Наиболее интересные узоры в «Защите Лужина» — те, что герой упускает вовсе, а автор рассчитывает на проницательность читателя. Их множество, и поскольку упрятаны они в тексте с большим тщанием и мастерством, понятна их роль в общем смысловом целом произведения. Сколько-нибудь полное описание заняло бы слишком много места, но некоторые примеры, свидетельствующие о значении данного приема и масштабе его использования, привести стоит.

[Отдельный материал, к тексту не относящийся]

use std::collections::HashMap;

use crate::error::{ChartError, Result};
use crate::record::Legacy;

/// Hero lookup by long id, short id, or display name, built once per legacy.
///
/// Values are positions in [`Legacy::heroes`].
pub struct HeroLookup<'a> {
    legacy: &'a Legacy,
    by_id: HashMap<&'a str, usize>,
    by_short_id: HashMap<&'a str, Vec<usize>>,
    by_name: HashMap<&'a str, Vec<usize>>,
}

impl<'a> HeroLookup<'a> {
    pub fn new(legacy: &'a Legacy) -> Self {
        let mut by_id = HashMap::new();
        let mut by_short_id: HashMap<&str, Vec<usize>> = HashMap::new();
        let mut by_name: HashMap<&str, Vec<usize>> = HashMap::new();

        for (pos, hero) in legacy.heroes().iter().enumerate() {
            by_id.insert(hero.id.as_str(), pos);
            by_short_id.entry(hero.short_id.as_str()).or_default().push(pos);
            by_name.entry(hero.name.as_str()).or_default().push(pos);
        }

        Self {
            legacy,
            by_id,
            by_short_id,
            by_name,
        }
    }

    /// Resolve a filter entry to a hero position.
    ///
    /// The entry is checked against long ids, short ids and names together.
    /// Returns `Ok(None)` when nothing matches and `FilterAmbiguity` when the
    /// matches point at more than one hero.
    pub fn resolve(&self, entry: &str) -> Result<Option<usize>> {
        let mut matches: Vec<usize> = self.by_id.get(entry).copied().into_iter().collect();
        for table in [&self.by_short_id, &self.by_name] {
            if let Some(positions) = table.get(entry) {
                matches.extend(positions.iter().copied());
            }
        }
        matches.sort_unstable();
        matches.dedup();

        match matches.as_slice() {
            [] => Ok(None),
            [pos] => Ok(Some(*pos)),
            candidates => Err(ChartError::FilterAmbiguity {
                entry: entry.to_string(),
                candidates: candidates
                    .iter()
                    .map(|&p| self.legacy.heroes()[p].id.clone())
                    .collect(),
            }),
        }
    }
}

#[cfg(test)]
mod tests {
    use super::*;
    use crate::record::{Gender, HeroClass};

    fn legacy() -> Legacy {
        Legacy::builder()
            .hero("aaa-111", "Gomez", Gender::Male, HeroClass::Warrior)
            .hero("bbb-222", "Lurch", Gender::Male, HeroClass::Warrior)
            .hero("ccc-333", "Thing", Gender::Unknown, HeroClass::Unknown)
            .hero("ccc-444", "Thing", Gender::Unknown, HeroClass::Unknown)
            .build()
    }

    #[test]
    fn test_resolve_by_each_form() {
        let legacy = legacy();
        let lookup = HeroLookup::new(&legacy);
        assert_eq!(lookup.resolve("aaa-111").unwrap(), Some(0));
        assert_eq!(lookup.resolve("bbb").unwrap(), Some(1));
        assert_eq!(lookup.resolve("Lurch").unwrap(), Some(1));
        assert_eq!(lookup.resolve("ccc-444").unwrap(), Some(3));
    }

    #[test]
    fn test_resolve_is_case_sensitive() {
        let legacy = legacy();
        let lookup = HeroLookup::new(&legacy);
        assert_eq!(lookup.resolve("gomez").unwrap(), None);
        assert_eq!(lookup.resolve("AAA-111").unwrap(), None);
    }

    #[test]
    fn test_resolve_ambiguous() {
        let legacy = legacy();
        let lookup = HeroLookup::new(&legacy);
        match lookup.resolve("Thing") {
            Err(ChartError::FilterAmbiguity { entry, candidates }) => {
                assert_eq!(entry, "Thing");
                assert_eq!(candidates, vec!["ccc-333", "ccc-444"]);
            }
            other => panic!("expected ambiguity, got {:?}", other),
        }
        assert!(lookup.resolve("ccc").is_err());
    }

    #[test]
    fn test_short_id_and_name_of_different_heroes_is_ambiguous() {
        let legacy = Legacy::builder()
            .hero("Bob-123", "Alice", Gender::Female, HeroClass::Hunter)
            .hero("x-9", "Bob", Gender::Male, HeroClass::Warrior)
            .build();
        let lookup = HeroLookup::new(&legacy);
        match lookup.resolve("Bob") {
            Err(ChartError::FilterAmbiguity { candidates, .. }) => {
                assert_eq!(candidates, vec!["Bob-123", "x-9"]);
            }
            other => panic!("expected ambiguity, got {:?}", other),
        }
    }

    #[test]
    fn test_forms_of_one_hero_agree() {
        let legacy = Legacy::builder()
            .hero("Lurch-1", "Lurch", Gender::Male, HeroClass::Warrior)
            .build();
        let lookup = HeroLookup::new(&legacy);
        assert_eq!(lookup.resolve("Lurch").unwrap(), Some(0));
    }
}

Вот отец Лужина — стареющий эмигрант — сидит в каком-то берлинском кафе, и никого нет рядом, кто бы заметил, что поза его — к виску прижат палец (II, 41) — в точности соответствует фотографическому изображению, которое как-то Лужин заметил в петербургском доме тети (II, 26). Точно так же лишь читатель (за вычетом рассказчика, который в таких случаях, как правило, хранит молчание) может распознать сходство между планом задуманного Лужиным-старшим романа о чудесно одаренном мальчике (прототипом является, естественно, сын, которого он бессознательно наделяет привычным набором свойств музыкального гения) и его же давними фантазиями, что вот, наступит день, и обнаружится, что мальчик — это вундеркинд, который «играет на огромном черном рояле» (II, 11) (тот же рояль и тот же вундеркинд в ночной рубашонке появятся в брачной обители Лужина). Некому пояснить, отчего после ухода гостей Лужин сидит и смотрит «на черный, свившийся от боли кончик спички, которая только что погасла у него в пальцах» (II, 137). Жену удивляет и тяготит эта странная апатия, и только читатель может предположить, что Лужин погрузился в воспоминания о партии с Турати, отложенной как раз в тот момент, когда спичка, которую он забыл поднести к сигарете, обожгла ему руку. Иначе говоря, мы заключаем, что герою является еще один знак той комбинации, что затеяна против него, что грозит опять ввергнуть его в шахматную бездну, такую страшную и такую любимую.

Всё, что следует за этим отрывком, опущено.